TOO MANY 'PROFESSIONALS'
Critics Point Sarcastically to the Class of Politicians Who Made Up the German Delegation.
By Marconi Transatlantic Wireless Telegraph to The New York Times.
BERLIN, May 17.— The Franco-German Peace and Disarmament Conference, which assembled on the neutral soil of Berne, Switzerland, over Whitsuntide, attracted only minor attention in Germany.
The delegates of the Fatherland were recruited from the professional peacemakers class and the Radical and Socialist Parties, which have little effective influence on the control of affairs in this country.
The French delegation was a considerably more representative and authoritative body, both because of its numerical superiority and its greater power over public opinion on the other side of the Rhine. The Pan-German, Jingo, and armorplate papers have been launching broadsides of ridicule and sarcasm at the Berne Conference. The participants are branded as fanatics, "conspicuously blind to the perilous state of affairs in Europe at the present moment"; their deliberations are declared to be destined to vanish into thin air and to be entirely forgotten before the Summer is over.

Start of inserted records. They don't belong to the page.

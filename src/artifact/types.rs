use crate::map_registry::MapId;
use serde::{Deserialize, Serialize};
use sha2::{Digest, Sha256};
use std::collections::BTreeMap;
use std::fmt;

/// Upload type declared by the loading table ("Tipo_Cari").
#[derive(Debug, Clone, Copy, PartialEq, Eq, Hash, Serialize, Deserialize)]
pub enum UploadKind {
    #[serde(rename = "M", alias = "map")]
    Map,
    #[serde(rename = "G", alias = "genotype")]
    Genotype,
}

impl UploadKind {
    pub fn category(&self) -> ArtifactCategory {
        match self {
            UploadKind::Map => ArtifactCategory::Map,
            UploadKind::Genotype => ArtifactCategory::Genotype,
        }
    }
}

/// Category sniffed from the content itself.
#[derive(Debug, Clone, Copy, PartialEq, Eq, Hash, Serialize)]
#[serde(rename_all = "lowercase")]
pub enum ArtifactCategory {
    /// A bare `[Header]` block naming a chip, without a data table.
    Chip,
    /// SNP map table (`Index`, `Name`, ...).
    Map,
    /// Illumina final report (`[Header]` + `[Data]`).
    Genotype,
}

impl fmt::Display for ArtifactCategory {
    fn fmt(&self, f: &mut fmt::Formatter<'_>) -> fmt::Result {
        f.write_str(match self {
            ArtifactCategory::Chip => "chip descriptor",
            ArtifactCategory::Map => "SNP map",
            ArtifactCategory::Genotype => "final report",
        })
    }
}

/// A field separator candidate.
#[derive(Debug, Clone, PartialEq, Eq, Hash, Serialize, Deserialize)]
#[serde(transparent)]
pub struct Delimiter(String);

impl Delimiter {
    pub fn new(separator: impl Into<String>) -> Self {
        Delimiter(separator.into())
    }

    pub fn tab() -> Self {
        Delimiter::new("\t")
    }

    pub fn as_str(&self) -> &str {
        &self.0
    }

    /// Split one line; tokens are trimmed, empty trailing fields are kept.
    pub fn split<'a>(&self, line: &'a str) -> Vec<&'a str> {
        line.trim_end_matches(['\r', '\n'])
            .split(self.0.as_str())
            .map(str::trim)
            .collect()
    }

    /// Human-readable name used in diagnostics.
    pub fn name(&self) -> String {
        match self.0.as_str() {
            "\t" => "tab".to_string(),
            "," => "comma".to_string(),
            " " => "space".to_string(),
            "-" => "hyphen".to_string(),
            ";" => "semicolon".to_string(),
            other => format!("{:?}", other),
        }
    }
}

impl fmt::Display for Delimiter {
    fn fmt(&self, f: &mut fmt::Formatter<'_>) -> fmt::Result {
        f.write_str(&self.name())
    }
}

/// One file inside an upload container.
#[derive(Debug, Clone, PartialEq, Eq)]
pub struct ArtifactEntry {
    pub name: String,
    pub bytes: Vec<u8>,
}

impl ArtifactEntry {
    pub fn new(name: impl Into<String>, bytes: impl Into<Vec<u8>>) -> Self {
        Self {
            name: name.into(),
            bytes: bytes.into(),
        }
    }
}

/// Metadata the loading table supplies next to the file.
#[derive(Debug, Clone, Default, PartialEq, Eq, Serialize, Deserialize)]
pub struct Provenance {
    #[serde(default)]
    pub chip_id: Option<String>,
    #[serde(default)]
    pub map_id: Option<MapId>,
    #[serde(default)]
    pub expected_samples: Option<usize>,
}

#[derive(Debug, Clone, PartialEq, Eq)]
pub struct UploadedArtifact {
    pub upload_id: String,
    pub kind: UploadKind,
    pub file_name: String,
    pub entries: Vec<ArtifactEntry>,
    pub provenance: Provenance,
}

impl UploadedArtifact {
    pub fn new(upload_id: impl Into<String>, kind: UploadKind, file_name: impl Into<String>) -> Self {
        Self {
            upload_id: upload_id.into(),
            kind,
            file_name: file_name.into(),
            entries: Vec::new(),
            provenance: Provenance::default(),
        }
    }

    pub fn with_entry(mut self, entry: ArtifactEntry) -> Self {
        self.entries.push(entry);
        self
    }

    pub fn with_provenance(mut self, provenance: Provenance) -> Self {
        self.provenance = provenance;
        self
    }

    /// Short upload prefixes are stored long-form: `G_` → `GEN_`, `M_` → `MAP_`.
    pub fn normalized_file_name(&self) -> String {
        if let Some(rest) = self.file_name.strip_prefix("G_") {
            format!("GEN_{}", rest)
        } else if let Some(rest) = self.file_name.strip_prefix("M_") {
            format!("MAP_{}", rest)
        } else {
            self.file_name.clone()
        }
    }

    /// SHA-256 over every entry, in container order.
    pub fn digest(&self) -> String {
        let mut hasher = Sha256::new();
        for entry in &self.entries {
            hasher.update(entry.name.as_bytes());
            hasher.update((entry.bytes.len() as u64).to_le_bytes());
            hasher.update(&entry.bytes);
        }
        format!("{:x}", hasher.finalize())
    }
}

/// Key/value lines of a report's `[Header]` block.
#[derive(Debug, Clone, Default, PartialEq, Eq, Serialize)]
pub struct ReportHeader {
    pub fields: BTreeMap<String, String>,
}

impl ReportHeader {
    /// Chip name from the `Content` line.
    pub fn content(&self) -> Option<&str> {
        self.fields.get("Content").map(String::as_str)
    }

    pub fn num_samples(&self) -> Option<usize> {
        self.fields.get("Num Samples").and_then(|v| v.parse().ok())
    }

    pub fn num_snps(&self) -> Option<usize> {
        self.fields.get("Num SNPs").and_then(|v| v.parse().ok())
    }
}

/// Where the data table sits and how it is separated.
#[derive(Debug, Clone, PartialEq, Eq)]
pub struct TableLayout {
    pub delimiter: Delimiter,
    /// Zero-based line index of the column header.
    pub header_line: usize,
    pub columns: Vec<String>,
}

impl TableLayout {
    pub fn column(&self, name: &str) -> Option<usize> {
        self.columns.iter().position(|c| c == name)
    }
}

#[derive(Debug, Clone, PartialEq, Eq)]
pub struct Classification {
    pub category: ArtifactCategory,
    /// Absent only for chip descriptors.
    pub layout: Option<TableLayout>,
    pub header: ReportHeader,
}

#[cfg(test)]
mod tests {
    use super::*;

    #[test]
    fn short_prefixes_are_expanded() {
        let a = UploadedArtifact::new("1", UploadKind::Genotype, "G_batch.zip");
        assert_eq!(a.normalized_file_name(), "GEN_batch.zip");
        let m = UploadedArtifact::new("2", UploadKind::Map, "M_chip.zip");
        assert_eq!(m.normalized_file_name(), "MAP_chip.zip");
        let other = UploadedArtifact::new("3", UploadKind::Map, "GEN_x.zip");
        assert_eq!(other.normalized_file_name(), "GEN_x.zip");
    }

    #[test]
    fn digest_depends_on_content() {
        let a = UploadedArtifact::new("1", UploadKind::Map, "m").with_entry(ArtifactEntry::new("a", "x"));
        let b = UploadedArtifact::new("2", UploadKind::Map, "m").with_entry(ArtifactEntry::new("a", "y"));
        assert_ne!(a.digest(), b.digest());
        assert_eq!(a.digest().len(), 64);
    }

    #[test]
    fn split_keeps_empty_fields() {
        let tab = Delimiter::tab();
        assert_eq!(tab.split("Content\t\tChip50.bpm\r"), vec!["Content", "", "Chip50.bpm"]);
        assert_eq!(Delimiter::new(";").name(), "semicolon");
    }
}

German delegates returning from Berne contribute articles to the press asserting that the ironical rejoicings of the "war party" and its organs are premature. It is insisted that the Conference marks a red-letter epoch in the history of international peace and the disarmament movement. "Effective seeds " are said to have been planted which are destined to bear fruit, even if it takes a long time for them to ripen.
The deliberations of the Conference are described as having made it perfectly plain that Franco-German discord has no actual basis in fact, and is kept alive artificially by professional war baiters in both countries.
The consensus of German opinion on the Conference is that until France accepts the loss of Alsace-Lorraine as an accomplished and irreparable fact the Franco-German atmosphere will remain charged with gunpowder and the hope of a genuine reapprochement of the two countries will continue more or less illusory.